Look through the records and copy each line that has "match" in it.

PROVIDED RECORDS START

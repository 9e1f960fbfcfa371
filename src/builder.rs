//! Builder pattern for configuring a [`BatchProcessor`].
//!
//! # Example
//!
//! ```
//! use galoisfield::{BatchProcessorBuilder, ValueFormat};
//!
//! let processor = BatchProcessorBuilder::new()
//!     .parallel_threshold(64)
//!     .value_format(ValueFormat::Coefficients)
//!     .build();
//!
//! assert_eq!(processor.config().parallel_threshold, 64);
//! assert_eq!(processor.config().value_format, ValueFormat::Coefficients);
//! ```
//!
//! Unset options keep the values of [`BatchConfig::default`].

use crate::batch::{BatchConfig, BatchProcessor, ValueFormat};

/// Builder for a [`BatchProcessor`].
#[derive(Debug, Clone, Default)]
pub struct BatchProcessorBuilder {
    parallel_threshold: Option<usize>,
    value_format: Option<ValueFormat>,
}

impl BatchProcessorBuilder {
    /// Create a new builder with default settings.
    #[must_use]
    pub fn new() -> Self {
        Self::default()
    }

    /// Set the batch size from which requests are evaluated in parallel.
    ///
    /// Only takes effect with the `parallel` feature. A threshold of 0 makes
    /// every batch parallel.
    #[must_use]
    pub fn parallel_threshold(mut self, threshold: usize) -> Self {
        self.parallel_threshold = Some(threshold);
        self
    }

    /// Set how extension-field results are rendered.
    #[must_use]
    pub fn value_format(mut self, format: ValueFormat) -> Self {
        self.value_format = Some(format);
        self
    }

    /// Build the processor.
    #[must_use]
    pub fn build(self) -> BatchProcessor {
        let defaults = BatchConfig::default();
        BatchProcessor::with_config(BatchConfig {
            parallel_threshold: self
                .parallel_threshold
                .unwrap_or(defaults.parallel_threshold),
            value_format: self.value_format.unwrap_or(defaults.value_format),
        })
    }
}
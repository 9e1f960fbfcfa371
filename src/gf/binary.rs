//! Polynomials over GF(2).
//!
//! [`BinaryPolynomial`] is a dense vector of bits where index `i` is the
//! coefficient of `x^i`. Addition is XOR, so subtraction is the same
//! operation. Long division backs GF(2^n) element multiplication.

use std::fmt;
use std::hash::{Hash, Hasher};

#[cfg(feature = "serde")]
use serde::{Deserialize, Serialize};

use super::poly::fmt_terms;
use crate::error::{Error, Result};

const RING: &str = "GF(2)[x]";

/// A polynomial with coefficients in GF(2).
///
/// Values are immutable; every operation returns a new polynomial. Equality
/// and hashing ignore trailing zero coefficients, so `[1, 0]` equals `[1]`.
///
/// # Example
///
/// ```
/// use galoisfield::gf::BinaryPolynomial;
///
/// let num = BinaryPolynomial::new(vec![1, 1, 0, 1]); // x^3 + x + 1
/// let den = BinaryPolynomial::new(vec![1, 0, 1, 1]); // x^3 + x^2 + 1
///
/// let (q, r) = num.divmod(&den).unwrap();
/// assert_eq!(q.to_string(), "1");
/// assert_eq!(r.to_string(), "x^2 + x");
/// assert_eq!(&(&q * &den) + &r, num);
/// ```
#[derive(Clone, Debug)]
#[cfg_attr(
    feature = "serde",
    derive(Serialize, Deserialize),
    serde(from = "Vec<u8>", into = "Vec<u8>")
)]
pub struct BinaryPolynomial {
    coefficients: Vec<u8>,
}

impl BinaryPolynomial {
    /// Create a polynomial from coefficients, lowest degree first.
    ///
    /// Each coefficient is reduced mod 2. Trailing zeros are kept until
    /// [`normalize`](Self::normalize) is called; an empty input is the zero
    /// polynomial `[0]`.
    #[must_use]
    pub fn new(coefficients: impl Into<Vec<u8>>) -> Self {
        let mut coefficients: Vec<u8> = coefficients.into();
        coefficients.iter_mut().for_each(|c| *c &= 1);
        if coefficients.is_empty() {
            coefficients.push(0);
        }
        Self { coefficients }
    }

    /// Create a polynomial from the bits of an integer; bit `i` is the
    /// coefficient of `x^i`.
    ///
    /// ```
    /// use galoisfield::gf::BinaryPolynomial;
    ///
    /// assert_eq!(BinaryPolynomial::from_bits(0b1011).to_string(), "x^3 + x + 1");
    /// ```
    #[must_use]
    pub fn from_bits(bits: u64) -> Self {
        let len = (64 - bits.leading_zeros()) as usize;
        Self::new((0..len).map(|i| ((bits >> i) & 1) as u8).collect::<Vec<_>>())
    }

    /// The zero polynomial `[0]`.
    #[must_use]
    pub fn zero() -> Self {
        Self {
            coefficients: vec![0],
        }
    }

    /// The constant polynomial `1`.
    #[must_use]
    pub fn one() -> Self {
        Self {
            coefficients: vec![1],
        }
    }

    /// Coefficients, lowest degree first, as stored.
    #[must_use]
    pub fn coefficients(&self) -> &[u8] {
        &self.coefficients
    }

    /// Degree of the polynomial, `None` for the zero polynomial.
    #[must_use]
    pub fn degree(&self) -> Option<usize> {
        self.coefficients.iter().rposition(|&c| c != 0)
    }

    /// Check if this is the zero polynomial.
    #[must_use]
    pub fn is_zero(&self) -> bool {
        self.degree().is_none()
    }

    /// Coefficients without trailing zeros (empty for zero).
    fn significant(&self) -> &[u8] {
        match self.degree() {
            Some(d) => &self.coefficients[..=d],
            None => &[],
        }
    }

    /// Strip highest-degree zero coefficients.
    ///
    /// The zero polynomial collapses to `[0]`. Idempotent.
    ///
    /// ```
    /// use galoisfield::gf::BinaryPolynomial;
    ///
    /// let p = BinaryPolynomial::new(vec![1, 1, 0, 0]);
    /// assert_eq!(p.normalize().coefficients(), &[1, 1]);
    /// assert_eq!(BinaryPolynomial::new(vec![0, 0]).normalize().coefficients(), &[0]);
    /// ```
    #[must_use]
    pub fn normalize(&self) -> Self {
        Self::new(self.significant().to_vec())
    }

    /// Polynomial addition (coefficient-wise XOR).
    #[must_use]
    pub fn add(&self, rhs: &Self) -> Self {
        let len = self.coefficients.len().max(rhs.coefficients.len());
        let sum: Vec<u8> = (0..len)
            .map(|i| {
                let a = self.coefficients.get(i).copied().unwrap_or(0);
                let b = rhs.coefficients.get(i).copied().unwrap_or(0);
                a ^ b
            })
            .collect();
        Self::new(sum).normalize()
    }

    /// Polynomial subtraction, identical to addition in characteristic 2.
    #[must_use]
    pub fn sub(&self, rhs: &Self) -> Self {
        self.add(rhs)
    }

    /// Polynomial multiplication (convolution mod 2).
    #[must_use]
    pub fn mul(&self, rhs: &Self) -> Self {
        let (a, b) = (self.significant(), rhs.significant());
        if a.is_empty() || b.is_empty() {
            return Self::zero();
        }

        let mut product = vec![0u8; a.len() + b.len() - 1];
        for (i, &x) in a.iter().enumerate() {
            if x == 0 {
                continue;
            }
            for (j, &y) in b.iter().enumerate() {
                product[i + j] ^= y;
            }
        }
        Self::new(product).normalize()
    }

    /// Polynomial long division over GF(2).
    ///
    /// Returns `(quotient, remainder)` with `self = quotient * den + remainder`
    /// and `deg(remainder) < deg(den)`.
    ///
    /// # Errors
    ///
    /// Returns [`Error::DivisionByZero`] if `den` is the zero polynomial.
    pub fn divmod(&self, den: &Self) -> Result<(Self, Self)> {
        let den_deg = den.degree().ok_or_else(|| Error::DivisionByZero {
            field: RING.to_string(),
        })?;
        let den = den.significant();

        let mut rem = self.significant().to_vec();
        let mut quot = vec![0u8; rem.len().saturating_sub(den_deg)];

        while rem.len() > den_deg {
            let shift = rem.len() - 1 - den_deg;
            quot[shift] = 1;
            for (i, &d) in den.iter().enumerate() {
                rem[shift + i] ^= d;
            }
            while rem.last() == Some(&0) {
                rem.pop();
            }
        }

        Ok((Self::new(quot).normalize(), Self::new(rem).normalize()))
    }

    /// Quotient of long division.
    ///
    /// # Errors
    ///
    /// Returns [`Error::DivisionByZero`] if `den` is the zero polynomial.
    pub fn div(&self, den: &Self) -> Result<Self> {
        self.divmod(den).map(|(q, _)| q)
    }

    /// Remainder of long division.
    ///
    /// # Errors
    ///
    /// Returns [`Error::DivisionByZero`] if `den` is the zero polynomial.
    pub fn rem(&self, den: &Self) -> Result<Self> {
        self.divmod(den).map(|(_, r)| r)
    }
}

impl Default for BinaryPolynomial {
    fn default() -> Self {
        Self::zero()
    }
}

impl PartialEq for BinaryPolynomial {
    fn eq(&self, other: &Self) -> bool {
        self.significant() == other.significant()
    }
}

impl Eq for BinaryPolynomial {}

impl Hash for BinaryPolynomial {
    fn hash<H: Hasher>(&self, state: &mut H) {
        self.significant().hash(state);
    }
}

impl fmt::Display for BinaryPolynomial {
    fn fmt(&self, f: &mut fmt::Formatter<'_>) -> fmt::Result {
        fmt_terms(&self.coefficients, f)
    }
}

impl From<Vec<u8>> for BinaryPolynomial {
    fn from(coefficients: Vec<u8>) -> Self {
        Self::new(coefficients)
    }
}

impl From<BinaryPolynomial> for Vec<u8> {
    fn from(poly: BinaryPolynomial) -> Self {
        poly.coefficients
    }
}

// Implement standard operators
impl std::ops::Add for &BinaryPolynomial {
    type Output = BinaryPolynomial;

    fn add(self, rhs: Self) -> Self::Output {
        BinaryPolynomial::add(self, rhs)
    }
}

impl std::ops::Sub for &BinaryPolynomial {
    type Output = BinaryPolynomial;

    fn sub(self, rhs: Self) -> Self::Output {
        BinaryPolynomial::sub(self, rhs)
    }
}

impl std::ops::Mul for &BinaryPolynomial {
    type Output = BinaryPolynomial;

    fn mul(self, rhs: Self) -> Self::Output {
        BinaryPolynomial::mul(self, rhs)
    }
}
//! One boot attempt: checks, verdict, indicator, then handoff or recovery.
//!
//! There is exactly one attempt per boot and no retry. Whatever goes wrong
//! ends in [`BootOutcome::RecoveryShell`] with a reason in the log.

use crate::checks::{self, CheckSpec, DiagnosticReport};
use crate::config::DegradedPolicy;
use crate::error::RecoveryReason;
use crate::eventlog::EventLog;
use crate::handoff::{HandoffExecutor, HandoffOutcome, HandoffTarget, Platform};
use crate::indicator::{IndicatorPattern, Signaler};
use crate::posture::{self, Posture};

/// Terminal outcome of a boot attempt.
#[derive(Debug, Clone, Copy, PartialEq, Eq)]
pub enum BootOutcome {
    HandedOff,
    RecoveryShell,
}

impl BootOutcome {
    /// Last line of the event log.
    pub fn marker(self) -> &'static str {
        match self {
            BootOutcome::HandedOff => "HANDED_OFF",
            BootOutcome::RecoveryShell => "RECOVERY_SHELL",
        }
    }
}

/// Everything an attempt decided, for the caller and for tests.
#[derive(Debug)]
pub struct Attempt {
    pub report: DiagnosticReport,
    pub posture: Posture,
    pub pattern: IndicatorPattern,
    pub handoff_attempted: bool,
    pub outcome: BootOutcome,
    pub reason: Option<RecoveryReason>,
}

/// Whether a posture may proceed to handoff.
pub fn decide(posture: Posture, policy: DegradedPolicy) -> Result<(), RecoveryReason> {
    match (posture, policy) {
        (Posture::Critical, _) => Err(RecoveryReason::PostureCritical),
        (Posture::Degraded, DegradedPolicy::Block) => Err(RecoveryReason::DegradedBlocked),
        _ => Ok(()),
    }
}

/// Runs a single boot attempt against `platform`.
pub struct Orchestrator<'a, P: Platform> {
    pub signaler: &'a Signaler,
    pub platform: &'a mut P,
    pub target: HandoffTarget,
    pub policy: DegradedPolicy,
}

impl<'a, P: Platform> Orchestrator<'a, P> {
    pub async fn run(self, registry: Vec<CheckSpec>, log: &mut EventLog) -> Attempt {
        let probing = self.signaler.start_probing();
        let report = checks::run_all(registry, log).await;
        if let Some(probing) = probing {
            probing.stop();
        }

        let posture = posture::aggregate(&report);
        log.summary(report.counts(), posture);

        let pattern = self.signaler.signal(posture, &report, log).await;

        let (handoff_attempted, reason) = match decide(posture, self.policy) {
            Err(reason) => {
                log.failure("handoff", &reason.to_string());
                (false, Some(reason))
            }
            Ok(()) => {
                if posture == Posture::Degraded {
                    log.info("handoff", "posture DEGRADED, proceeding with warnings");
                }
                let mut executor = HandoffExecutor::new(self.platform, self.target);
                match executor.execute(log) {
                    HandoffOutcome::Transferred => (true, None),
                    HandoffOutcome::RecoveryNeeded(reason) => (true, Some(reason)),
                }
            }
        };

        let outcome = match &reason {
            None => BootOutcome::HandedOff,
            Some(reason) => {
                self.signaler
                    .display()
                    .show_notice(&format!("recovery shell ({})", reason));
                log.terminal(BootOutcome::RecoveryShell);
                BootOutcome::RecoveryShell
            }
        };

        Attempt {
            report,
            posture,
            pattern,
            handoff_attempted,
            outcome,
            reason,
        }
    }
}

PROVIDED RECORDS END

▶ [ANSWER BOX]:
        match self.degree() {
        match self {
    match (posture, policy) {
        let (handoff_attempted, reason) = match decide(posture, self.policy) {
                match executor.execute(log) {
        let outcome = match &reason {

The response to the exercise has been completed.